-- Your task --
Give every line below again, exactly.

-- Material to process --
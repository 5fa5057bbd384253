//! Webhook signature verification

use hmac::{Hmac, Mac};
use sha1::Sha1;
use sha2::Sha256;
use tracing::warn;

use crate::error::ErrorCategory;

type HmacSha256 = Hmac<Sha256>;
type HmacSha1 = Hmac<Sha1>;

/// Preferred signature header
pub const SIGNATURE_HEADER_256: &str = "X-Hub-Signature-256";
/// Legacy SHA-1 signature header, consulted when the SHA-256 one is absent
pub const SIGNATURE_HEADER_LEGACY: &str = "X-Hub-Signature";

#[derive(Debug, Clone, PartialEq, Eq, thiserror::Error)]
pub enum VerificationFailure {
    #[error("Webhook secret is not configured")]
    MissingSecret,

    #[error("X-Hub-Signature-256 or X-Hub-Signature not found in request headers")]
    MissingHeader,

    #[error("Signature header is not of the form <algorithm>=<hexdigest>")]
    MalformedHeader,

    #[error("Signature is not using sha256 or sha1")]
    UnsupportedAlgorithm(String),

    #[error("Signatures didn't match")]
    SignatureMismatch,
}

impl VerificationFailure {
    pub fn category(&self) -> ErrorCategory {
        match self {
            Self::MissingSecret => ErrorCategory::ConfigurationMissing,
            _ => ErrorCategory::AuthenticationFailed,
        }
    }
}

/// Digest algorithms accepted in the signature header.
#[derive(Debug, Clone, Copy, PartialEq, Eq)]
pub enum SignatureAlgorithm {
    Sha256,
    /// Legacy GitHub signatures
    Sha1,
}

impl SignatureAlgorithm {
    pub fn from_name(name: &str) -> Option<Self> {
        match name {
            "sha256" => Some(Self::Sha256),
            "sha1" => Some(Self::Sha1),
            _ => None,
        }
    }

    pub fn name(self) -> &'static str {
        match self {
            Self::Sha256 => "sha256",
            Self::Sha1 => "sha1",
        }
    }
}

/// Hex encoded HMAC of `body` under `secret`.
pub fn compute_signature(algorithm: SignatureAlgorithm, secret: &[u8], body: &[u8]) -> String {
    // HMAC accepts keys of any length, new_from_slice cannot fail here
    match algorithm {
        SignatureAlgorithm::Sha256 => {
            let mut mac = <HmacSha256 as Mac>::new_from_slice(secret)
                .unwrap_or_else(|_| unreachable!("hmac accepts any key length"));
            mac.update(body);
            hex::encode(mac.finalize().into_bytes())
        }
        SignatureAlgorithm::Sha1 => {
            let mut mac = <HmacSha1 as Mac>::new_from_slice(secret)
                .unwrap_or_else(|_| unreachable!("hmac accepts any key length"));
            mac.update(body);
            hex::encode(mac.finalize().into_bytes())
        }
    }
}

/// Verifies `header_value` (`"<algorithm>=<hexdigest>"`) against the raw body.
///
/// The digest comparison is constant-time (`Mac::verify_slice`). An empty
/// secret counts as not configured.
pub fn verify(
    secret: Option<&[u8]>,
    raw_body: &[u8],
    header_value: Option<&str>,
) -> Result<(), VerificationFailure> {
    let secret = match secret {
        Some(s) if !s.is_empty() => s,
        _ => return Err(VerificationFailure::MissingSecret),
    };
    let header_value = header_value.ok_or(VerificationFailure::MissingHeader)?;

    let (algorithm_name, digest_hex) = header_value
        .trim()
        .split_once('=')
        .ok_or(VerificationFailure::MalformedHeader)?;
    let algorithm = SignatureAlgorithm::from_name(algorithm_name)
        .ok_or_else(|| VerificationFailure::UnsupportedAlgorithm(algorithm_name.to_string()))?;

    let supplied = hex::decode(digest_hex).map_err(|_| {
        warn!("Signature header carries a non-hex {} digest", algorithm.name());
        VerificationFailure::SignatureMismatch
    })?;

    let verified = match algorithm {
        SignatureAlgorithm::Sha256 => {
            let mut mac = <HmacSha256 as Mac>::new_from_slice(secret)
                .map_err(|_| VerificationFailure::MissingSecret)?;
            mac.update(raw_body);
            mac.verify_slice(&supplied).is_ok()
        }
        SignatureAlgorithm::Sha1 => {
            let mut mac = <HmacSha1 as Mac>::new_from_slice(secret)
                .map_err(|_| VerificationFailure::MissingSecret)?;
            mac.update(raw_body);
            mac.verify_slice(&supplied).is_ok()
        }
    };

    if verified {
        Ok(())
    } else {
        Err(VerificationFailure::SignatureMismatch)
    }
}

-- Solution to the problem --
repository 5fa5057bbd384253
//! Webhook signature verification

use hmac::{Hmac, Mac};
use sha1::Sha1;
use sha2::Sha256;
use tracing::warn;

use crate::error::ErrorCategory;

type HmacSha256 = Hmac<Sha256>;
type HmacSha1 = Hmac<Sha1>;

/// Preferred signature header
pub const SIGNATURE_HEADER_256: &str = "X-Hub-Signature-256";
/// Legacy SHA-1 signature header, consulted when the SHA-256 one is absent
pub const SIGNATURE_HEADER_LEGACY: &str = "X-Hub-Signature";

#[derive(Debug, Clone, PartialEq, Eq, thiserror::Error)]
pub enum VerificationFailure {
    #[error("Webhook secret is not configured")]
    MissingSecret,

    #[error("X-Hub-Signature-256 or X-Hub-Signature not found in request headers")]
    MissingHeader,

    #[error("Signature header is not of the form <algorithm>=<hexdigest>")]
    MalformedHeader,

    #[error("Signature is not using sha256 or sha1")]
    UnsupportedAlgorithm(String),

    #[error("Signatures didn't match")]
    SignatureMismatch,
}

impl VerificationFailure {
    pub fn category(&self) -> ErrorCategory {
        match self {
            Self::MissingSecret => ErrorCategory::ConfigurationMissing,
            _ => ErrorCategory::AuthenticationFailed,
        }
    }
}

/// Digest algorithms accepted in the signature header.
#[derive(Debug, Clone, Copy, PartialEq, Eq)]
pub enum SignatureAlgorithm {
    Sha256,
    /// Legacy GitHub signatures
    Sha1,
}

impl SignatureAlgorithm {
    pub fn from_name(name: &str) -> Option<Self> {
        match name {
            "sha256" => Some(Self::Sha256),
            "sha1" => Some(Self::Sha1),
            _ => None,
        }
    }

    pub fn name(self) -> &'static str {
        match self {
            Self::Sha256 => "sha256",
            Self::Sha1 => "sha1",
        }
    }
}

/// Hex encoded HMAC of `body` under `secret`.
pub fn compute_signature(algorithm: SignatureAlgorithm, secret: &[u8], body: &[u8]) -> String {
    // HMAC accepts keys of any length, new_from_slice cannot fail here
    match algorithm {
        SignatureAlgorithm::Sha256 => {
            let mut mac = <HmacSha256 as Mac>::new_from_slice(secret)
                .unwrap_or_else(|_| unreachable!("hmac accepts any key length"));
            mac.update(body);
            hex::encode(mac.finalize().into_bytes())
        }
        SignatureAlgorithm::Sha1 => {
            let mut mac = <HmacSha1 as Mac>::new_from_slice(secret)
                .unwrap_or_else(|_| unreachable!("hmac accepts any key length"));
            mac.update(body);
            hex::encode(mac.finalize().into_bytes())
        }
    }
}

/// Verifies `header_value` (`"<algorithm>=<hexdigest>"`) against the raw body.
///
/// The digest comparison is constant-time (`Mac::verify_slice`). An empty
/// secret counts as not configured.
pub fn verify(
    secret: Option<&[u8]>,
    raw_body: &[u8],
    header_value: Option<&str>,
) -> Result<(), VerificationFailure> {
    let secret = match secret {
        Some(s) if !s.is_empty() => s,
        _ => return Err(VerificationFailure::MissingSecret),
    };
    let header_value = header_value.ok_or(VerificationFailure::MissingHeader)?;

    let (algorithm_name, digest_hex) = header_value
        .trim()
        .split_once('=')
        .ok_or(VerificationFailure::MalformedHeader)?;
    let algorithm = SignatureAlgorithm::from_name(algorithm_name)
        .ok_or_else(|| VerificationFailure::UnsupportedAlgorithm(algorithm_name.to_string()))?;

    let supplied = hex::decode(digest_hex).map_err(|_| {
        warn!("Signature header carries a non-hex {} digest", algorithm.name());
        VerificationFailure::SignatureMismatch
    })?;

    let verified = match algorithm {
        SignatureAlgorithm::Sha256 => {
            let mut mac = <HmacSha256 as Mac>::new_from_slice(secret)
                .map_err(|_| VerificationFailure::MissingSecret)?;
            mac.update(raw_body);
            mac.verify_slice(&supplied).is_ok()
        }
        SignatureAlgorithm::Sha1 => {
            let mut mac = <HmacSha1 as Mac>::new_from_slice(secret)
                .map_err(|_| VerificationFailure::MissingSecret)?;
            mac.update(raw_body);
            mac.verify_slice(&supplied).is_ok()
        }
    };

    if verified {
        Ok(())
    } else {
        Err(VerificationFailure::SignatureMismatch)
    }
}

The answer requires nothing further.